Organic chemistry textbooks in Britain from 1950 to 1990 / Peter J. T. Morris

The main textbooks used for undergraduate organic chemistry courses in Britain in this period were American: Fieser & Fieser in the 1950s and 1960s, followed by March in the 1970s and 1980s, and by McMurry in the 1980s. The major home-grown competitor was by Ivor Finar, a chemist at North London Polytechnic. The first edition was published in 1951. Finar only made passing use of organic reaction mechanisms and no use of physical methods at all. Not until the publication of the sixth edition (1973) did physical methods appear in the text. This gap was filled by Peter Sykes's A Guidebook to Mechanism in Organic Chemistry (1961), and Peter Schwartz's Physical Methods in Organic Chemistry (1964).
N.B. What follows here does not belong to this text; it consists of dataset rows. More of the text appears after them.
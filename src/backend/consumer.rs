//! Inbound side: task and message consumers.
//!
//! Each queue gets its own channel with bounded prefetch. Deliveries are
//! handed to the registered handler on a spawned task once a slot in the
//! backend's pool is free; the handler itself runs on a separate task so a
//! stopped consumer never cancels work already started. A connection loss
//! re-subscribes every queue still registered.

use serde_json::Value;
use std::future::Future;
use std::sync::Arc;

use super::inner::{ActiveConsumer, Core, Subscription};
use super::publisher::ACK_LATE_HEADER;
use super::{MessageHandler, TaskHandler};
use crate::{
    // ---
    lock_ignore_poison,
    log_debug,
    log_error,
    log_info,
    log_warn,
    models::keys,
    CallbackKind,
    ChannelPtr,
    ConsumeOptions,
    ConsumerHandle,
    Delivery,
    Message,
    Result,
};

const TASKS_CALLBACK: &str = "consume_tasks";
const MESSAGES_CALLBACK: &str = "consume_messages";

impl Core {
    /// Consume `queues`, dispatching each task to `handler`.
    ///
    /// Queues already being consumed keep their current handler.
    pub(crate) async fn consume_tasks(
        self: &Arc<Self>,
        queues: Vec<String>,
        handler: TaskHandler,
    ) -> Result<()> {
        // ---
        self.ensure_running()?;
        {
            let mut consumers = lock_ignore_poison(&self.consumers);
            for queue in &queues {
                let sub = consumers
                    .tasks
                    .entry(queue.clone())
                    .or_insert_with(|| Subscription {
                        handler: handler.clone(),
                        active: None,
                    });
                if !sub.is_live() {
                    sub.handler = handler.clone();
                }
            }
        }
        self.resubscribe_on_loss(TASKS_CALLBACK, |core| async move {
            let queues: Vec<String> = lock_ignore_poison(&core.consumers).tasks.keys().cloned().collect();
            for queue in queues {
                if let Err(err) = core.start_task_consumer(&queue).await {
                    log_error!("{core}: resubscribe to {queue} failed: {err}");
                }
            }
        });

        for queue in &queues {
            self.start_task_consumer(queue).await?;
        }
        Ok(())
    }

    async fn start_task_consumer(self: &Arc<Self>, queue: &str) -> Result<()> {
        // ---
        let handler = match lock_ignore_poison(&self.consumers).tasks.get(queue) {
            Some(sub) if !sub.is_live() => sub.handler.clone(),
            _ => return Ok(()),
        };

        let prefetch = self.config.tasks_prefetch_count;
        let (channel, handle) = self
            .pull_retry
            .run("consume_tasks", || self.open_consumer(queue, prefetch))
            .await?;
        let active = self.spawn_consume_loop("consume_tasks", channel, handle, move |core, channel, delivery| {
            core.on_task_delivery(channel, delivery, handler.clone())
        });

        let stale = match lock_ignore_poison(&self.consumers).tasks.get_mut(queue) {
            Some(sub) => sub.active.replace(active),
            None => Some(active),
        };
        if let Some(stale) = stale {
            stale.stop(self).await;
        }
        log_info!("{self}: consuming tasks from {queue}");
        Ok(())
    }

    async fn on_task_delivery(self: Arc<Self>, channel: ChannelPtr, delivery: Delivery, handler: TaskHandler) {
        // ---
        let tag = delivery.delivery_tag;
        let mut task = match self.serializer.loads_task_instance(&delivery.body) {
            Ok(task) => task,
            Err(err) => {
                log_error!("{self}: undecodable task on {} dropped: {err}", delivery.routing_key);
                self.ack(&channel, tag).await;
                return;
            }
        };

        if let Some(reply_to) = delivery.properties.reply_to {
            task.data.extra.insert(keys::REPLY_TO.into(), Value::from(reply_to));
        }
        let task_id = task.task_id();
        let ack_late = task.data.ack_late;
        log_debug!("{self}: got task {task_id} ({})", task.task_name);

        if !ack_late {
            self.ack(&channel, tag).await;
        }
        if let Err(err) = tokio::spawn(handler(task)).await {
            log_error!("{self}: handler for task {task_id} failed: {err}");
        }
        if ack_late {
            self.ack(&channel, tag).await;
        }
    }

    /// Stop consuming `queues`, or every task queue when `None`.
    pub(crate) async fn stop_consume_tasks(self: &Arc<Self>, queues: Option<&[String]>) -> Result<()> {
        // ---
        let (removed, none_left) = {
            let mut consumers = lock_ignore_poison(&self.consumers);
            let removed: Vec<_> = match queues {
                None => consumers.tasks.drain().collect(),
                Some(queues) => queues
                    .iter()
                    .filter_map(|q| consumers.tasks.remove_entry(q))
                    .collect(),
            };
            (removed, consumers.tasks.is_empty())
        };
        if none_left {
            self.conn.remove_callback(CallbackKind::OnLost, TASKS_CALLBACK);
        }

        for (queue, sub) in removed {
            if let Some(active) = sub.active {
                active.stop(self).await;
            }
            self.topology.forget(&queue);
            log_info!("{self}: stopped consuming tasks from {queue}");
        }
        Ok(())
    }

    /// Consume raw messages from `queues`.
    pub(crate) async fn consume_messages(
        self: &Arc<Self>,
        queues: Vec<String>,
        handler: MessageHandler,
    ) -> Result<()> {
        // ---
        self.ensure_running()?;
        {
            let mut consumers = lock_ignore_poison(&self.consumers);
            for queue in &queues {
                let sub = consumers
                    .messages
                    .entry(queue.clone())
                    .or_insert_with(|| Subscription {
                        handler: handler.clone(),
                        active: None,
                    });
                if !sub.is_live() {
                    sub.handler = handler.clone();
                }
            }
        }
        self.resubscribe_on_loss(MESSAGES_CALLBACK, |core| async move {
            let queues: Vec<String> = lock_ignore_poison(&core.consumers).messages.keys().cloned().collect();
            for queue in queues {
                if let Err(err) = core.start_message_consumer(&queue).await {
                    log_error!("{core}: resubscribe to {queue} failed: {err}");
                }
            }
        });

        for queue in &queues {
            self.start_message_consumer(queue).await?;
        }
        Ok(())
    }

    async fn start_message_consumer(self: &Arc<Self>, queue: &str) -> Result<()> {
        // ---
        let handler = match lock_ignore_poison(&self.consumers).messages.get(queue) {
            Some(sub) if !sub.is_live() => sub.handler.clone(),
            _ => return Ok(()),
        };

        let prefetch = self.config.messages_prefetch_count;
        let (channel, handle) = self
            .pull_retry
            .run("consume_messages", || self.open_consumer(queue, prefetch))
            .await?;
        let active = self.spawn_consume_loop("consume_messages", channel, handle, move |core, channel, delivery| {
            core.on_message_delivery(channel, delivery, handler.clone())
        });

        let stale = match lock_ignore_poison(&self.consumers).messages.get_mut(queue) {
            Some(sub) => sub.active.replace(active),
            None => Some(active),
        };
        if let Some(stale) = stale {
            stale.stop(self).await;
        }
        log_info!("{self}: consuming messages from {queue}");
        Ok(())
    }

    async fn on_message_delivery(
        self: Arc<Self>,
        channel: ChannelPtr,
        delivery: Delivery,
        handler: MessageHandler,
    ) {
        // ---
        let tag = delivery.delivery_tag;
        let data = match self.serializer.loads(&delivery.body) {
            Ok(data) => data,
            Err(err) => {
                log_error!("{self}: undecodable message on {} dropped: {err}", delivery.routing_key);
                self.ack(&channel, tag).await;
                return;
            }
        };

        let props = delivery.properties;
        let mut message = Message::new(delivery.exchange, data);
        if let Some(id) = props.message_id.as_deref().and_then(|id| id.parse().ok()) {
            message.message_id = id;
        }
        message.priority = props.priority;
        message.ttl = props.ttl();
        message.ack_late = props
            .headers
            .get(ACK_LATE_HEADER)
            .is_some_and(|v| v == "true");

        let ack_late = message.ack_late;
        let message_id = message.message_id;
        if !ack_late {
            self.ack(&channel, tag).await;
        }
        if let Err(err) = tokio::spawn(handler(message)).await {
            log_error!("{self}: handler for message {message_id} failed: {err}");
        }
        if ack_late {
            self.ack(&channel, tag).await;
        }
    }

    /// Stop consuming `queues`, or every message queue when `None`.
    pub(crate) async fn stop_consume_messages(self: &Arc<Self>, queues: Option<&[String]>) -> Result<()> {
        // ---
        let (removed, none_left) = {
            let mut consumers = lock_ignore_poison(&self.consumers);
            let removed: Vec<_> = match queues {
                None => consumers.messages.drain().collect(),
                Some(queues) => queues
                    .iter()
                    .filter_map(|q| consumers.messages.remove_entry(q))
                    .collect(),
            };
            (removed, consumers.messages.is_empty())
        };
        if none_left {
            self.conn.remove_callback(CallbackKind::OnLost, MESSAGES_CALLBACK);
        }

        for (queue, sub) in removed {
            if let Some(active) = sub.active {
                active.stop(self).await;
            }
            log_info!("{self}: stopped consuming messages from {queue}");
        }
        Ok(())
    }

    /// Fresh channel consuming `queue`, declared and bound first.
    async fn open_consumer(&self, queue: &str, prefetch: u16) -> Result<(ChannelPtr, ConsumerHandle)> {
        // ---
        let channel = self.new_channel().await?;
        let opened = async {
            self.topology
                .declare_tasks_queue(&channel, &self.config, queue)
                .await?;
            self.call(channel.basic_qos(prefetch)).await?;
            self.call(channel.basic_consume(queue, ConsumeOptions::default()))
                .await
        }
        .await;

        match opened {
            Ok(handle) => Ok((channel, handle)),
            Err(err) => {
                let _ = channel.close().await;
                Err(err)
            }
        }
    }

    /// Drain `handle`, running `on_delivery` for each delivery once a pool
    /// permit is available.
    fn spawn_consume_loop<F, Fut>(
        self: &Arc<Self>,
        name: &str,
        channel: ChannelPtr,
        handle: ConsumerHandle,
        on_delivery: F,
    ) -> ActiveConsumer
    where
        F: Fn(Arc<Core>, ChannelPtr, Delivery) -> Fut + Send + Sync + 'static,
        Fut: Future<Output = ()> + Send + 'static,
    {
        // ---
        let weak = Arc::downgrade(self);
        let deliveries = channel.clone();
        let mut inbox = handle.inbox;
        let tag = handle.consumer_tag.clone();

        let task = self.tasks.spawn(name, async move {
            // ---
            while let Some(delivery) = inbox.recv().await {
                let Some(core) = weak.upgrade() else { break };
                let Ok(permit) = core.semaphore.clone().acquire_owned().await else {
                    break;
                };
                let work = on_delivery(core, deliveries.clone(), delivery);
                tokio::spawn(async move {
                    let _permit = permit;
                    work.await;
                });
            }
            log_debug!("consumer {tag} ended");
        });

        ActiveConsumer {
            channel,
            consumer_tag: handle.consumer_tag,
            task: task.abort_handle(),
        }
    }

    /// Register (or replace) the on-lost hook `name` running `resubscribe`.
    pub(crate) fn resubscribe_on_loss<F, Fut>(self: &Arc<Self>, name: &str, resubscribe: F)
    where
        F: Fn(Arc<Core>) -> Fut + Send + Sync + 'static,
        Fut: Future<Output = ()> + Send + 'static,
    {
        // ---
        let weak = Arc::downgrade(self);
        let resubscribe = Arc::new(resubscribe);
        self.conn.add_callback(
            CallbackKind::OnLost,
            name,
            move || {
                let weak = weak.clone();
                let resubscribe = resubscribe.clone();
                async move {
                    if let Some(core) = weak.upgrade() {
                        if !core.closed.is_cancelled() {
                            resubscribe(core).await;
                        }
                    }
                    Ok(())
                }
            },
            false,
        );
    }

    pub(crate) async fn ack(&self, channel: &ChannelPtr, delivery_tag: u64) {
        if let Err(err) = self.call(channel.basic_ack(delivery_tag)).await {
            log_warn!("{self}: ack of {delivery_tag} failed: {err}");
        }
    }
}
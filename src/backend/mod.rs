//! Task, message and event backend.
//!
//! [`Backend`] is the public face: a cheap-to-clone handle over shared state
//! that owns one logical broker connection. Every operation runs as a named
//! background task; [`Backend::close`] aborts whatever is still running,
//! stops all consumers and releases the connection.

mod consumer;
mod events;
mod inner;
mod publisher;
mod results;
mod tasks;
mod topology;

use futures_util::future::BoxFuture;
use futures_util::FutureExt;
use std::fmt;
use std::future::Future;
use std::sync::Arc;
use std::time::Duration;

use inner::Core;
pub use results::ResultStream;

use crate::{
    // ---
    lock_ignore_poison,
    log_info,
    BackendConfig,
    BackendError,
    ConnectionRegistry,
    Event,
    Message,
    Result,
    SerializerPtr,
    SharedConnection,
    TaskInstance,
    TaskResult,
    TransportPtr,
};

/// Type-erased task handler.
pub type TaskHandler = Arc<dyn Fn(TaskInstance) -> BoxFuture<'static, ()> + Send + Sync>;

/// Type-erased message handler.
pub type MessageHandler = Arc<dyn Fn(Message) -> BoxFuture<'static, ()> + Send + Sync>;

/// Type-erased event handler.
pub type EventHandler = Arc<dyn Fn(Event) -> BoxFuture<'static, ()> + Send + Sync>;

/// Bound `fut` by `timeout` when one is set.
pub(crate) async fn timed<T, F>(timeout: Option<Duration>, fut: F) -> Result<T>
where
    F: Future<Output = Result<T>>,
{
    // ---
    match timeout {
        Some(limit) => tokio::time::timeout(limit, fut)
            .await
            .map_err(|_| BackendError::Timeout)?,
        None => fut.await,
    }
}

/// Broker backend for tasks, results, messages and events.
///
/// Created through [`BackendBuilder`](crate::BackendBuilder). Clones share
/// the same state. Backends built from the same URL list in one registry
/// share one physical connection.
///
/// # Example
///
/// ```no_run
/// use mom_taskq::{BackendBuilder, BackendConfig, TaskInstance};
///
/// # async fn example() -> mom_taskq::Result<()> {
/// let backend = BackendBuilder::new(BackendConfig::with_broker("amqp://localhost")).build()?;
///
/// backend
///     .consume_tasks(["default"], |task: TaskInstance| async move {
///         println!("got {}", task.task_name);
///     })
///     .await?;
///
/// let mut task = TaskInstance::new("hello", "default");
/// backend.send_task(&mut task).await?;
/// backend.close().await?;
/// # Ok(())
/// # }
/// ```
#[derive(Clone)]
pub struct Backend {
    core: Arc<Core>,
}

impl Backend {
    pub(crate) fn new(
        config: BackendConfig,
        transport: TransportPtr,
        serializer: SerializerPtr,
        registry: &ConnectionRegistry,
    ) -> Result<Self> {
        // ---
        let core = Core::new(config, transport, serializer, registry)?;
        log_info!("{core}: created");
        Ok(Self { core })
    }

    pub fn id(&self) -> &str {
        &self.core.config.id
    }

    pub fn config(&self) -> &BackendConfig {
        &self.core.config
    }

    /// The logical connection this backend owns.
    pub fn connection(&self) -> &SharedConnection {
        &self.core.conn
    }

    pub fn is_closed(&self) -> bool {
        self.core.closed.is_cancelled()
    }

    /// Connect eagerly. Other operations connect on first use.
    pub async fn open(&self) -> Result<()> {
        self.core.ensure_running()?;
        self.core.conn.open().await
    }

    /// Publish `task` to its queue.
    ///
    /// The backend id and effective result mode are written into
    /// `task.data.extra`, so pass the same instance to
    /// [`pop_task_result`](Self::pop_task_result) afterwards.
    ///
    /// # Errors
    ///
    /// - [`BackendError::GraphUnsupported`] for a graph task in direct
    ///   reply-to mode
    /// - the last publish error once the push retry policy gives up
    pub async fn send_task(&self, task: &mut TaskInstance) -> Result<()> {
        self.core.send_task(task).await
    }

    /// Consume tasks from `queues`.
    ///
    /// Each task is acknowledged before `handler` runs, or after it returns
    /// when the task asked for late acknowledgement. A panicking handler is
    /// logged and the task is still acknowledged. Consumers are re-created
    /// after a connection loss.
    pub async fn consume_tasks<I, S, F, Fut>(&self, queues: I, handler: F) -> Result<()>
    where
        I: IntoIterator<Item = S>,
        S: Into<String>,
        F: Fn(TaskInstance) -> Fut + Send + Sync + 'static,
        Fut: Future<Output = ()> + Send + 'static,
    {
        // ---
        let handler: TaskHandler = Arc::new(move |task: TaskInstance| handler(task).boxed());
        let queues = queues.into_iter().map(Into::into).collect();
        self.core.consume_tasks(queues, handler).await
    }

    /// Stop consuming `queues`, or every task queue when `None`.
    pub async fn stop_consume_tasks(&self, queues: Option<&[String]>) -> Result<()> {
        self.core.stop_consume_tasks(queues).await
    }

    /// Publish one result of `task`. Called on the worker side.
    pub async fn push_task_result(&self, task: &TaskInstance, result: &TaskResult) -> Result<()> {
        self.core.push_task_result(task, result).await
    }

    /// Read the results of `task`.
    ///
    /// # Errors
    ///
    /// [`BackendError::ResultNotRequested`] when the task does not return
    /// results.
    pub fn pop_task_result(&self, task: &TaskInstance) -> Result<ResultStream> {
        self.core.pop_task_result(task)
    }

    /// End a streaming task's results. `idx` tags the marker with a
    /// sequence position.
    pub async fn close_task(&self, task: &TaskInstance, idx: Option<(String, u64)>) -> Result<()> {
        self.core.close_task(task, idx).await
    }

    /// Publish a raw message. `delivery_mode` defaults to persistent.
    pub async fn send_message(
        &self,
        message: &Message,
        routing_key: &str,
        delivery_mode: Option<u8>,
    ) -> Result<()> {
        self.core.send_message(message, routing_key, delivery_mode).await
    }

    /// Consume raw messages from `queues`. Acknowledgement follows the
    /// sender's `ack_late` choice.
    pub async fn consume_messages<I, S, F, Fut>(&self, queues: I, handler: F) -> Result<()>
    where
        I: IntoIterator<Item = S>,
        S: Into<String>,
        F: Fn(Message) -> Fut + Send + Sync + 'static,
        Fut: Future<Output = ()> + Send + 'static,
    {
        // ---
        let handler: MessageHandler = Arc::new(move |message: Message| handler(message).boxed());
        let queues = queues.into_iter().map(Into::into).collect();
        self.core.consume_messages(queues, handler).await
    }

    pub async fn stop_consume_messages(&self, queues: Option<&[String]>) -> Result<()> {
        self.core.stop_consume_messages(queues).await
    }

    pub async fn send_event(&self, event: &Event) -> Result<()> {
        self.core.send_event(event).await
    }

    /// Subscribe `handler` to events, optionally only those whose type is
    /// in `event_types`.
    pub async fn consume_events<F, Fut>(
        &self,
        subscriber_id: &str,
        handler: F,
        event_types: Option<&[&str]>,
    ) -> Result<()>
    where
        F: Fn(Event) -> Fut + Send + Sync + 'static,
        Fut: Future<Output = ()> + Send + 'static,
    {
        // ---
        let handler: EventHandler = Arc::new(move |event: Event| handler(event).boxed());
        let event_types = event_types.map(|types| types.iter().map(|t| t.to_string()).collect());
        self.core.consume_events(subscriber_id, handler, event_types).await
    }

    /// Unsubscribe `subscriber_id`, or everyone when `None`.
    pub async fn stop_consume_events(&self, subscriber_id: Option<&str>) -> Result<()> {
        self.core.stop_consume_events(subscriber_id).await
    }

    /// Stop every consumer, abort running operations and release the
    /// connection. Idempotent.
    pub async fn close(&self) -> Result<()> {
        // ---
        let core = &self.core;
        if core.closed.is_cancelled() {
            return Ok(());
        }
        core.closed.cancel();

        core.stop_consume_tasks(None).await?;
        core.stop_consume_messages(None).await?;
        core.stop_consume_events(None).await?;
        let results = std::mem::take(&mut lock_ignore_poison(&core.consumers).results);
        for consumer in results {
            consumer.stop(core).await;
        }

        core.tasks.cancel_all();
        core.conn.close().await?;
        log_info!("{core}: closed");
        Ok(())
    }
}

impl fmt::Display for Backend {
    fn fmt(&self, f: &mut fmt::Formatter<'_>) -> fmt::Result {
        fmt::Display::fmt(&*self.core, f)
    }
}

impl fmt::Debug for Backend {
    fn fmt(&self, f: &mut fmt::Formatter<'_>) -> fmt::Result {
        f.debug_struct("Backend")
            .field("id", &self.core.config.id)
            .field("closed", &self.is_closed())
            .finish()
    }
}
Despite its conversion to mechanistic chemistry, Finar's book was now on its last legs, although it was reprinted until at least 1986. However, it was not replaced by a British textbook. The only attempt in the UK to publish a mechanism-based textbook,Basic Organic Chemistry: A Mechanistic Approach (1966) by John Tedder and Anthony Nechvatal was not a success. Who used Finar? Why did he largely ignore organic reaction mechanisms and physical methods? And why did Britain fail to produce a textbook to match its American counterparts?